Monday, March 13, 2006

Just a Note about a Society Based on Competition

I believe the ills of competition outweigh the gains.

Now, I am not saying that competition is not inherent in most relationships, in a web-like fashion. It is. And to let it run free, might be the best thing.

But people suffer greatly because of it. Physically and mentally. Free market? Sure. But in the end, when there are thousands of homeless men living in the streets of downtown Los Angeles, doesn't it seem like, well, one should help these losers? When asthma afflicts one out of every three children in industrialized farming areas, the children are weakened. Is this their fault? In a man-driven evolutionary experiment, are we choosing for certain types of resistant lungs?

Do we set up a society that breaks people down and then we blame them for being broken?

There's a strain of Calvinism in our nation which righteously blames the weak for their weakness. This is too bad. Sure, the weak are weak. But is it their fault? Could they have ended up otherwise? And can we all go to work and eat our big fat hamburgers knowing that there is all this suffering going on?

It's just so brutal.

I am no savior. And I have done nothing to help the throngs of suffering humans. I am looking at the big picture. When we, as a society, won't truly help the drug addicts, the alcoholics, the mentally ill stragglers on the streets, the kids who can't breathe the air, then who are we? It seems that the enormous amount of privately held money really should be taken and used for these people. It seems that the enormous amount of privately held money is a form of theft. And it needs some serious recirculation. Especially these days. The richest people in this country are the richest ever. Poverty levels are rising every day.

This must be changed. There must be redistribution. End of story.

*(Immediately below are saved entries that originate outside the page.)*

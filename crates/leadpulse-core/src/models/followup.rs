//! Follow-up actions scheduled against a patient lead.

use chrono::{DateTime, Utc};
use serde::{Deserialize, Serialize};

/// Kind of scheduled follow-up action.
#[derive(Debug, Clone, Copy, Serialize, Deserialize, PartialEq, Eq, Hash)]
#[serde(rename_all = "lowercase")]
pub enum FollowUpType {
    Call,
    Message,
    Email,
    Meeting,
    Appointment,
    Whatsapp,
}

/// Recorded outcome of a kept (or missed) appointment.
#[derive(Debug, Clone, Copy, Serialize, Deserialize, PartialEq, Eq, Hash)]
#[serde(rename_all = "kebab-case")]
pub enum AttendanceStatus {
    Attended,
    NoShow,
}

/// A single scheduled follow-up.
#[derive(Debug, Clone, Serialize, Deserialize, PartialEq)]
pub struct FollowUp {
    /// Follow-up UUID
    pub id: String,
    /// Action kind
    #[serde(rename = "type")]
    pub kind: FollowUpType,
    /// When the action is scheduled for
    pub scheduled_at: DateTime<Utc>,
    /// Whether the action has been carried out
    pub completed: bool,
    /// Appointment outcome; only meaningful for appointments
    pub attendance: Option<AttendanceStatus>,
    /// Whether a reminder has already been dispatched
    pub reminder_sent: Option<bool>,
}

impl FollowUp {
    /// Create a new pending follow-up.
    pub fn new(kind: FollowUpType, scheduled_at: DateTime<Utc>) -> Self {
        Self {
            id: uuid::Uuid::new_v4().to_string(),
            kind,
            scheduled_at,
            completed: false,
            attendance: None,
            reminder_sent: None,
        }
    }

    /// Whether this is an appointment with the given recorded outcome.
    pub fn is_appointment_with(&self, outcome: AttendanceStatus) -> bool {
        self.kind == FollowUpType::Appointment && self.attendance == Some(outcome)
    }
}

#[cfg(test)]
mod tests {
    use super::*;

    #[test]
    fn test_new_follow_up_defaults() {
        let follow_up = FollowUp::new(FollowUpType::Call, Utc::now());
        assert_eq!(follow_up.id.len(), 36); // UUID format
        assert!(!follow_up.completed);
        assert!(follow_up.attendance.is_none());
        assert!(follow_up.reminder_sent.is_none());
    }

    #[test]
    fn test_attendance_only_counts_for_appointments() {
        let mut follow_up = FollowUp::new(FollowUpType::Meeting, Utc::now());
        follow_up.attendance = Some(AttendanceStatus::Attended);
        assert!(!follow_up.is_appointment_with(AttendanceStatus::Attended));

        follow_up.kind = FollowUpType::Appointment;
        assert!(follow_up.is_appointment_with(AttendanceStatus::Attended));
        assert!(!follow_up.is_appointment_with(AttendanceStatus::NoShow));
    }

    #[test]
    fn test_serde_field_names() {
        let follow_up = FollowUp::new(FollowUpType::Appointment, Utc::now());
        let json = serde_json::to_value(&follow_up).unwrap();
        assert_eq!(json["type"], "appointment");

        let mut no_show = FollowUp::new(FollowUpType::Appointment, Utc::now());
        no_show.attendance = Some(AttendanceStatus::NoShow);
        let json = serde_json::to_value(&no_show).unwrap();
        assert_eq!(json["attendance"], "no-show");
    }
}
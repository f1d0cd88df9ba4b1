//! Leadpulse Core Library
//!
//! Patient engagement scoring and reminder engine for clinic CRMs.
//!
//! # Architecture
//!
//! ```text
//! CRM Snapshot (patients + treatment catalog)
//!                    │
//!                    ▼
//!             ScoringEngine
//!    engagement │ value │ timing │ fit
//!                    │
//!              Score + Tier
//!                    │
//!        ┌───────────┼───────────┐
//!        ▼           ▼           ▼
//!    priority    reminders    report
//!    (ranking,   (due          (JSON/CSV
//!     slices,     follow-ups)   export)
//!     tallies)
//! ```
//!
//! # Core Principle
//!
//! **Evaluation is pure.** The caller supplies the snapshot and the clock
//! instant; the engine performs no I/O, never reads the system time, and
//! never mutates a record. Scoring the same snapshot at the same instant
//! always yields the same result.
//!
//! # Modules
//!
//! - [`models`]: Domain types (Patient, FollowUp, Treatment, Score, etc.)
//! - [`scoring`]: Four-dimension scoring engine
//! - [`priority`]: Ranking and priority slices over scored patients
//! - [`reminders`]: Reminder window evaluation
//! - [`snapshot`]: CRM snapshot container with the JSON seam
//! - [`report`]: Ranked engagement report export

pub mod models;
pub mod priority;
pub mod reminders;
pub mod report;
pub mod scoring;
pub mod snapshot;

// Re-export commonly used types
pub use models::{
    AttendanceStatus, FollowUp, FollowUpType, LeadSource, LeadStatus, Note, Patient, Score,
    ScoredPatient, Tier, Treatment,
};
pub use reminders::{DueReminder, ReminderPolicy};
pub use report::EngagementReport;
pub use scoring::ScoringEngine;
pub use snapshot::{Snapshot, SnapshotError};
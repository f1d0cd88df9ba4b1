//! Lead prioritization over scored patients.
//!
//! Slices a scored batch into the views the front desk works from: the
//! ranked list, the high-priority cut, the needs-attention list of fresh
//! leads with weak scores, and per-tier tallies.

use chrono::{DateTime, Utc};
use serde::{Deserialize, Serialize};

use crate::models::{Patient, ScoredPatient, Tier};
use crate::scoring::ScoringEngine;

/// Minimum total for the high-priority slice.
const HIGH_PRIORITY_MIN: u8 = 60;

/// Totals below this mark a lead as underperforming.
const ATTENTION_SCORE_CEILING: u8 = 40;

/// Maximum whole-day age for the needs-attention slice.
const ATTENTION_MAX_AGE_DAYS: i64 = 7;

/// Sort scored patients by total, highest first.
///
/// The sort is stable, so patients with equal totals keep their input
/// order.
pub fn sort_by_score_desc(scored: &mut [ScoredPatient]) {
    scored.sort_by(|a, b| b.score.total.cmp(&a.score.total));
}

/// Score a whole snapshot and return it ranked, highest total first.
pub fn rank<'p>(
    engine: &ScoringEngine,
    patients: &'p [Patient],
    now: DateTime<Utc>,
) -> Vec<ScoredPatient<'p>> {
    let mut scored = engine.score_all(patients, now);
    sort_by_score_desc(&mut scored);
    scored
}

/// Patients worth a same-day call: total of 60 or more.
pub fn high_priority<'p>(scored: &[ScoredPatient<'p>]) -> Vec<ScoredPatient<'p>> {
    scored
        .iter()
        .filter(|entry| entry.score.total >= HIGH_PRIORITY_MIN)
        .copied()
        .collect()
}

/// Open leads no older than a week whose total is still under 40.
///
/// These are recent sign-ups the clinic has not managed to engage yet;
/// closed and lost leads are skipped regardless of score.
pub fn needs_attention<'p>(
    scored: &[ScoredPatient<'p>],
    now: DateTime<Utc>,
) -> Vec<ScoredPatient<'p>> {
    scored
        .iter()
        .filter(|entry| {
            entry.score.total < ATTENTION_SCORE_CEILING
                && (now - entry.patient.created_at).num_days() <= ATTENTION_MAX_AGE_DAYS
                && entry.patient.status.is_open()
        })
        .copied()
        .collect()
}

/// Number of patients in each temperature tier.
#[derive(Debug, Clone, Copy, Default, Serialize, Deserialize, PartialEq, Eq)]
pub struct TierCounts {
    pub hot: usize,
    pub warm: usize,
    pub neutral: usize,
    pub cool: usize,
    pub cold: usize,
}

/// Tally a scored batch into per-tier counts.
pub fn tally(scored: &[ScoredPatient]) -> TierCounts {
    let mut counts = TierCounts::default();
    for entry in scored {
        match entry.score.tier() {
            Tier::Hot => counts.hot += 1,
            Tier::Warm => counts.warm += 1,
            Tier::Neutral => counts.neutral += 1,
            Tier::Cool => counts.cool += 1,
            Tier::Cold => counts.cold += 1,
        }
    }
    counts
}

As far as incentive goes. It won't be harmed. Future Edisons and Einsteins really want to figure things out. Those people are motivated by very strong forces, stronger than the thrust of the market economy. And if business is thwarted a bit, because heavy taxation reduces incentive, then I say, "GOOD!"

4 comments:

Anonymous said...

i'm with you.
mkm

Rebecca Waring said...

Me too. We have gone WAY too far in the direction of capitalism. I'd sure feel better about those taxes if I actually thought they were being spent on something I believed in.

Dan said...

I look at my taxes as going to something I believe in, like roads or courts. It's the people in the middle of the country financing the war and killing prisoners. It's a little lie I tell myself.

Power to the people. I think Socialism needs a re-branding. It's got a bad rap.

Anonymous said...

Amen.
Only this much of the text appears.